The development of skiing at Collingwood has been a process that had been continuing since 1934. This was the formative year when the plans were laid for the first active winter of 1934-35.

A number of people were involved but the one who spear-headed the organization of the Blue Mountain Ski Club of Collingwood was John L. Smart.

He was not an active skier, but he was very active in the administrative area. He provided an influence that was needed to stimulate the growth of a sport that was need to stimulate the growth of the sport that was not yet considered to have other potential.

Mr. Smart was involved with the acquisition of land, the cutting and clearing of trails, the contact that was made with the Toronto Ski Club and the subsequent  collaboration, the installation and building of ski tows, and eventually, the placing of club activities on a business basis.

When the late Jozo Weider became involved with the Collingwood Ski area, Mr.  Smart worked closely with him, later serving as an officer of the Blue Mountain Ski Club incorporated.

Through the years, he played an important role in the affairs of the Collingwood Ski Club, giving wise counsel and encouragement when it was required.

John L. Smart was one of the few Collingwood men who had the vision to see the full value of skiing as a sport and as a local industrial enterprise.

CLARENCE “SHORTY” LOCKHART

The name of Shorty Lockhart must have top billing when Collingwood harness racing
history is written Horsemen like Paddy Stone, Joe Welch and Paddy Neville were
big names in the sulky game at the turn of the century but Shorty completed dominated the scene for thirty-five years. Born in Honeywood, Shorty farmed in the Osprey district before he took to harness racing seriously in his early twenties. His
first good horse Dorothy Peters, was an instant success and he always likes to
talk about Make Believe, a handsome trotter that won him forty races in a
single season.

As implicated by his nickname, “Shorty” is small of stature but his courage and determination offsets the size handicap. He needs nobody to run interference for him because the little man from the Osprey Hills has always been on his own.
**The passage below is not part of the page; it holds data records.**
//! Base catalog loading.
//!
//! A load runs `Fetching -> Loaded`, or on failure `Fetching ->
//! RetryingPlain -> Loaded | Failed`. A failed load yields an empty catalog
//! so the map still opens.

use std::fs;
use std::path::PathBuf;

use thiserror::Error;

use crate::catalog::csv::{parse_catalog_csv, CsvError, RowError};
use crate::catalog::danger_zone::resolve_danger_zones;
use crate::catalog::Catalog;

#[derive(Debug, Error)]
pub enum CatalogLoadError {
    #[error("I/O error: {0}")]
    Io(#[from] std::io::Error),
    #[error("fetch failed: {0}")]
    Fetch(String),
    #[error("invalid catalog: {0}")]
    Csv(#[from] CsvError),
}

/// How a fetcher should treat intermediate caches.
#[derive(Clone, Copy, Debug, PartialEq, Eq)]
pub enum FetchMode {
    /// Bypass every cache (cache-busting query, no-cache headers).
    NoCache,
    /// Plain request, used for the retry.
    Plain,
}

pub trait CatalogFetcher {
    /// Human-readable origin for log lines.
    fn describe(&self) -> String;

    fn fetch(&self, mode: FetchMode) -> Result<String, CatalogLoadError>;
}

/// Reads the catalog from a local file. Both modes read the same file.
#[derive(Clone, Debug)]
pub struct FileFetcher {
    pub path: PathBuf,
}

impl FileFetcher {
    pub fn new(path: impl Into<PathBuf>) -> Self {
        FileFetcher { path: path.into() }
    }
}

impl CatalogFetcher for FileFetcher {
    fn describe(&self) -> String {
        self.path.display().to_string()
    }

    fn fetch(&self, _mode: FetchMode) -> Result<String, CatalogLoadError> {
        Ok(fs::read_to_string(&self.path)?)
    }
}

#[derive(Clone, Copy, Debug, PartialEq, Eq)]
pub enum LoadState {
    Fetching,
    RetryingPlain,
    Loaded,
    Failed,
}

impl LoadState {
    pub fn is_terminal(self) -> bool {
        matches!(self, LoadState::Loaded | LoadState::Failed)
    }
}

#[derive(Debug)]
pub struct LoadOutcome {
    pub state: LoadState,
    pub catalog: Catalog,
    pub row_errors: Vec<RowError>,
    /// One entry per failed attempt, in order.
    pub fetch_errors: Vec<CatalogLoadError>,
}

/// Parses catalog text and auto-sizes sentinel danger zones.
pub fn catalog_from_csv(
    text: &str,
    danger_zone_margin_km: f64,
) -> Result<(Catalog, Vec<RowError>), CsvError> {
    let mut parse = parse_catalog_csv(text)?;
    resolve_danger_zones(&mut parse.bodies, danger_zone_margin_km);
    Ok((Catalog::new(parse.bodies), parse.errors))
}

pub struct CatalogLoader<F> {
    fetcher: F,
    danger_zone_margin_km: f64,
    state: LoadState,
    catalog: Catalog,
    row_errors: Vec<RowError>,
    fetch_errors: Vec<CatalogLoadError>,
}

impl<F: CatalogFetcher> CatalogLoader<F> {
    pub fn new(fetcher: F, danger_zone_margin_km: f64) -> Self {
        CatalogLoader {
            fetcher,
            danger_zone_margin_km,
            state: LoadState::Fetching,
            catalog: Catalog::default(),
            row_errors: Vec::new(),
            fetch_errors: Vec::new(),
        }
    }

    pub fn state(&self) -> LoadState {
        self.state
    }

    /// Performs one attempt and moves to the next state.
    pub fn step(&mut self) -> LoadState {
        let mode = match self.state {
            LoadState::Fetching => FetchMode::NoCache,
            LoadState::RetryingPlain => FetchMode::Plain,
            terminal => return terminal,
        };

        let attempt = self.fetcher.fetch(mode).and_then(|text| {
            catalog_from_csv(&text, self.danger_zone_margin_km).map_err(CatalogLoadError::from)
        });

        self.state = match (attempt, self.state) {
            (Ok((catalog, row_errors)), _) => {
                log::info!(
                    "loaded {} bodies from {} ({} rows rejected)",
                    catalog.len(),
                    self.fetcher.describe(),
                    row_errors.len()
                );
                for err in &row_errors {
                    log::warn!("catalog row rejected: {err}");
                }
                self.catalog = catalog;
                self.row_errors = row_errors;
                LoadState::Loaded
            }
            (Err(err), LoadState::Fetching) => {
                log::warn!(
                    "catalog fetch from {} failed, retrying without cache directives: {err}",
                    self.fetcher.describe()
                );
                self.fetch_errors.push(err);
                LoadState::RetryingPlain
            }
            (Err(err), _) => {
                log::error!(
                    "catalog retry from {} failed, continuing with an empty catalog: {err}",
                    self.fetcher.describe()
                );
                self.fetch_errors.push(err);
                LoadState::Failed
            }
        };
        self.state
    }

    pub fn run(mut self) -> LoadOutcome {
        while !self.state.is_terminal() {
            self.step();
        }
        LoadOutcome {
            state: self.state,
            catalog: self.catalog,
            row_errors: self.row_errors,
            fetch_errors: self.fetch_errors,
        }
    }
}

/// Loads a catalog, retrying once; never fails.
pub fn load_catalog<F: CatalogFetcher>(fetcher: F, danger_zone_margin_km: f64) -> LoadOutcome {
    CatalogLoader::new(fetcher, danger_zone_margin_km).run()
}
One of his greatest triumphs was a victory with Sonny Creed against top drivers like Keith Waples, Dell McTavish and Harold McKinley. Three outstanding match races stand out in his memory; Two against his old rival, Honourable Earl Rowe at Greenwood with Make Believe and at Grand Valley with Dorothy Peters. His match race with Sonny Creed against Dr. Morrish’s – Lochlinvar King was staged before the largest crowed ever to witness a harness race at London Raceway.

Shorty has trained and owned more than one hundred trotters in his days. His ace pacers, Sonny Creed and Single Chips have carried him over the mile at 2.03 at one time ore another and A.W. Chips and McCarr Hanover have stepped it in 2.04 with Shorty in the sulky.

He has fine memories in the racing exploits of such fine horses as Dorothy Peters, Make Believe, Dr. Fleet, Laurentide, Prince Demon, True Spencer, Frisco Van R., Alex Hardy and Collingwood Boy.

Clarence “Shorty” Lockhart has left his mark on the big tracks like the Blue Bonnett and Richelieu in Quebec, Greenwood, Mohawk, Garden City, the old Thorncliffe and Dufferin in Ontario and Batavia and Hamburg across the border.

He just had to be No.1 in the harness racing section of Collingwood’s Sports Hall of Fame.

RALPH SNEYD

Ralph was born in Vancouver BC in January of 1945 and spent his early years of school competition moving from Montreal, Daytona Beach Fla., Port Hope and Toronto.

He participated on several championship teams in high school and represented
his school at the Ontario Athletic Leadership Camp where he was introduced to
the sport of amateur wrestling. He competed in wrestling’s early years as a
high school and university sport. In 1969 he started his teaching career in
North York’s, Northview Heights SS where he began his coaching career and
convened and won several Team Championships with three Canadian Champions and
six OFSAA medalists.

Ralph moved to Collingwood in 1976 and began the Collingwood Wrestling Club that saw just fewer than 3,000 members in its 30 year operation. His high school wrestlers collected 26 OFSSA medals and 51 GBSSA Championships. The club continued to compete in Canadian Amateur events and won 18 Ontario Team Championships and 7 Canadian team titles. 147 wrestlers won Ontario Amateur Wrestling Medals and sixty two of them winning Canadian medals. Three of his wrestlers went on to win silver and bronze medals in World Championships. Fourteen former wrestlers of the program are now coaching wrestling in other programs across Canada. Ralph was the Team Leader for several Ontario teams who all won Gold at the National Championships. He coached Canadian teams at World Championships in France,
Hungary and Washington DC.

He hosted 148 wrestling tournaments including 9 OFSAA Championships, 16 Ontario
Championships, 7 Canadian Championships including 4 in Collingwood and the
World Youth Wrestling Championships held in Collingwood in 1987. He retired
from teaching in 2000 but still is involved with the sport of Wrestling in Ontario and committees such as the Multiuse Committee in Collingwood.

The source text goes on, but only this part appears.